Aim of the task ->
Every entry needs to be reproduced exactly.

####

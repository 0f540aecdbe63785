//! Engines backed by an external command.
//!
//! The prompt is written to the child's stdin; stdout becomes the summary and
//! a log artifact. A binary that cannot be spawned reports `Unavailable`.

use async_trait::async_trait;
use std::io::ErrorKind;
use std::path::{Path, PathBuf};
use std::process::Stdio;
use std::time::Duration;
use tokio::io::AsyncWriteExt;
use tokio::process::Command;

use crate::config::CommandConfig;
use crate::domain::Artifact;
use crate::engine::{Engine, EngineError, EngineOutput, EngineRequest, QaCapability, QaContext};

const SUMMARY_CHARS: usize = 2_000;

/// Execution engine that shells out to a configured program.
pub struct CommandEngine {
    id: String,
    command: CommandConfig,
}

impl CommandEngine {
    pub fn new(id: impl Into<String>, command: CommandConfig) -> Self {
        Self { id: id.into(), command }
    }
}

#[async_trait]
impl Engine for CommandEngine {
    fn id(&self) -> &str {
        &self.id
    }

    async fn execute(&self, request: EngineRequest) -> Result<EngineOutput, EngineError> {
        let mut extra = Vec::new();
        if let Some(model) = &request.model {
            extra.push(("PROTOFLOW_MODEL", model.clone()));
        }
        extra.push(("PROTOFLOW_STEP", request.step_name.clone()));

        let stdout = run_command(&self.command, &request.prompt, request.workdir.as_deref(), &extra).await?;
        Ok(EngineOutput {
            summary: summarize(&stdout),
            artifacts: vec![Artifact::new("stdout", "log", stdout)],
            tokens_used: None,
        })
    }
}

/// QA capability that shells out to a configured program.
pub struct CommandQa {
    command: CommandConfig,
    workdir: Option<PathBuf>,
}

impl CommandQa {
    pub fn new(command: CommandConfig) -> Self {
        Self { command, workdir: None }
    }

    pub fn with_workdir(mut self, workdir: impl Into<PathBuf>) -> Self {
        self.workdir = Some(workdir.into());
        self
    }
}

#[async_trait]
impl QaCapability for CommandQa {
    fn id(&self) -> &str {
        &self.command.program
    }

    async fn evaluate(&self, context: &QaContext) -> Result<String, EngineError> {
        let extra = [("PROTOFLOW_STEP", context.step_name.clone())];
        run_command(&self.command, &context.render(), self.workdir.as_deref(), &extra).await
    }
}

async fn run_command(
    command: &CommandConfig,
    input: &str,
    workdir: Option<&Path>,
    env: &[(&str, String)],
) -> Result<String, EngineError> {
    let mut cmd = Command::new(&command.program);
    cmd.args(&command.args)
        .stdin(Stdio::piped())
        .stdout(Stdio::piped())
        .stderr(Stdio::piped())
        .kill_on_drop(true);
    if let Some(dir) = workdir {
        cmd.current_dir(dir);
    }
    for (key, value) in env {
        cmd.env(key, value);
    }

    let mut child = cmd.spawn().map_err(|e| match e.kind() {
        ErrorKind::NotFound | ErrorKind::PermissionDenied => {
            EngineError::Unavailable(format!("cannot run '{}': {}", command.program, e))
        }
        _ => EngineError::failure(format!("failed to spawn '{}': {}", command.program, e), true),
    })?;

    if let Some(mut stdin) = child.stdin.take() {
        // A child that exits without reading its input is judged by its exit status
        if let Err(e) = stdin.write_all(input.as_bytes()).await {
            if e.kind() != ErrorKind::BrokenPipe {
                return Err(EngineError::failure(format!("failed to write prompt: {}", e), true));
            }
        }
    }

    let timeout = Duration::from_secs(command.timeout_secs);
    let output = tokio::time::timeout(timeout, child.wait_with_output())
        .await
        .map_err(|_| EngineError::failure(format!("'{}' timed out after {:?}", command.program, timeout), true))?
        .map_err(|e| EngineError::failure(format!("'{}' failed: {}", command.program, e), true))?;

    let stdout = String::from_utf8_lossy(&output.stdout).to_string();
    if output.status.success() {
        return Ok(stdout);
    }

    let stderr = String::from_utf8_lossy(&output.stderr);
    let detail = if stderr.trim().is_empty() { stdout.as_str() } else { &*stderr };
    Err(EngineError::failure(
        format!(
            "'{}' exited with {}: {}",
            command.program,
            output.status,
            summarize(detail)
        ),
        false,
    ))
}

/// Trailing slice of the output, where tools usually put their conclusion.
fn summarize(text: &str) -> String {
    let trimmed = text.trim();
    let count = trimmed.chars().count();
    if count <= SUMMARY_CHARS {
        return trimmed.to_string();
    }
    let tail: String = trimmed.chars().skip(count - SUMMARY_CHARS).collect();
    format!("...{}", tail)
}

####

Solved exercise ->
repository 0f540aecdbe63785
//! Engines backed by an external command.
//!
//! The prompt is written to the child's stdin; stdout becomes the summary and
//! a log artifact. A binary that cannot be spawned reports `Unavailable`.

use async_trait::async_trait;
use std::io::ErrorKind;
use std::path::{Path, PathBuf};
use std::process::Stdio;
use std::time::Duration;
use tokio::io::AsyncWriteExt;
use tokio::process::Command;

use crate::config::CommandConfig;
use crate::domain::Artifact;
use crate::engine::{Engine, EngineError, EngineOutput, EngineRequest, QaCapability, QaContext};

const SUMMARY_CHARS: usize = 2_000;

/// Execution engine that shells out to a configured program.
pub struct CommandEngine {
    id: String,
    command: CommandConfig,
}

impl CommandEngine {
    pub fn new(id: impl Into<String>, command: CommandConfig) -> Self {
        Self { id: id.into(), command }
    }
}

#[async_trait]
impl Engine for CommandEngine {
    fn id(&self) -> &str {
        &self.id
    }

    async fn execute(&self, request: EngineRequest) -> Result<EngineOutput, EngineError> {
        let mut extra = Vec::new();
        if let Some(model) = &request.model {
            extra.push(("PROTOFLOW_MODEL", model.clone()));
        }
        extra.push(("PROTOFLOW_STEP", request.step_name.clone()));

        let stdout = run_command(&self.command, &request.prompt, request.workdir.as_deref(), &extra).await?;
        Ok(EngineOutput {
            summary: summarize(&stdout),
            artifacts: vec![Artifact::new("stdout", "log", stdout)],
            tokens_used: None,
        })
    }
}

/// QA capability that shells out to a configured program.
pub struct CommandQa {
    command: CommandConfig,
    workdir: Option<PathBuf>,
}

impl CommandQa {
    pub fn new(command: CommandConfig) -> Self {
        Self { command, workdir: None }
    }

    pub fn with_workdir(mut self, workdir: impl Into<PathBuf>) -> Self {
        self.workdir = Some(workdir.into());
        self
    }
}

#[async_trait]
impl QaCapability for CommandQa {
    fn id(&self) -> &str {
        &self.command.program
    }

    async fn evaluate(&self, context: &QaContext) -> Result<String, EngineError> {
        let extra = [("PROTOFLOW_STEP", context.step_name.clone())];
        run_command(&self.command, &context.render(), self.workdir.as_deref(), &extra).await
    }
}

async fn run_command(
    command: &CommandConfig,
    input: &str,
    workdir: Option<&Path>,
    env: &[(&str, String)],
) -> Result<String, EngineError> {
    let mut cmd = Command::new(&command.program);
    cmd.args(&command.args)
        .stdin(Stdio::piped())
        .stdout(Stdio::piped())
        .stderr(Stdio::piped())
        .kill_on_drop(true);
    if let Some(dir) = workdir {
        cmd.current_dir(dir);
    }
    for (key, value) in env {
        cmd.env(key, value);
    }

    let mut child = cmd.spawn().map_err(|e| match e.kind() {
        ErrorKind::NotFound | ErrorKind::PermissionDenied => {
            EngineError::Unavailable(format!("cannot run '{}': {}", command.program, e))
        }
        _ => EngineError::failure(format!("failed to spawn '{}': {}", command.program, e), true),
    })?;

    if let Some(mut stdin) = child.stdin.take() {
        // A child that exits without reading its input is judged by its exit status
        if let Err(e) = stdin.write_all(input.as_bytes()).await {
            if e.kind() != ErrorKind::BrokenPipe {
                return Err(EngineError::failure(format!("failed to write prompt: {}", e), true));
            }
        }
    }

    let timeout = Duration::from_secs(command.timeout_secs);
    let output = tokio::time::timeout(timeout, child.wait_with_output())
        .await
        .map_err(|_| EngineError::failure(format!("'{}' timed out after {:?}", command.program, timeout), true))?
        .map_err(|e| EngineError::failure(format!("'{}' failed: {}", command.program, e), true))?;

    let stdout = String::from_utf8_lossy(&output.stdout).to_string();
    if output.status.success() {
        return Ok(stdout);
    }

    let stderr = String::from_utf8_lossy(&output.stderr);
    let detail = if stderr.trim().is_empty() { stdout.as_str() } else { &*stderr };
    Err(EngineError::failure(
        format!(
            "'{}' exited with {}: {}",
            command.program,
            output.status,
            summarize(detail)
        ),
        false,
    ))
}

/// Trailing slice of the output, where tools usually put their conclusion.
fn summarize(text: &str) -> String {
    let trimmed = text.trim();
    let count = trimmed.chars().count();
    if count <= SUMMARY_CHARS {
        return trimmed.to_string();
    }
    let tail: String = trimmed.chars().skip(count - SUMMARY_CHARS).collect();
    format!("...{}", tail)
}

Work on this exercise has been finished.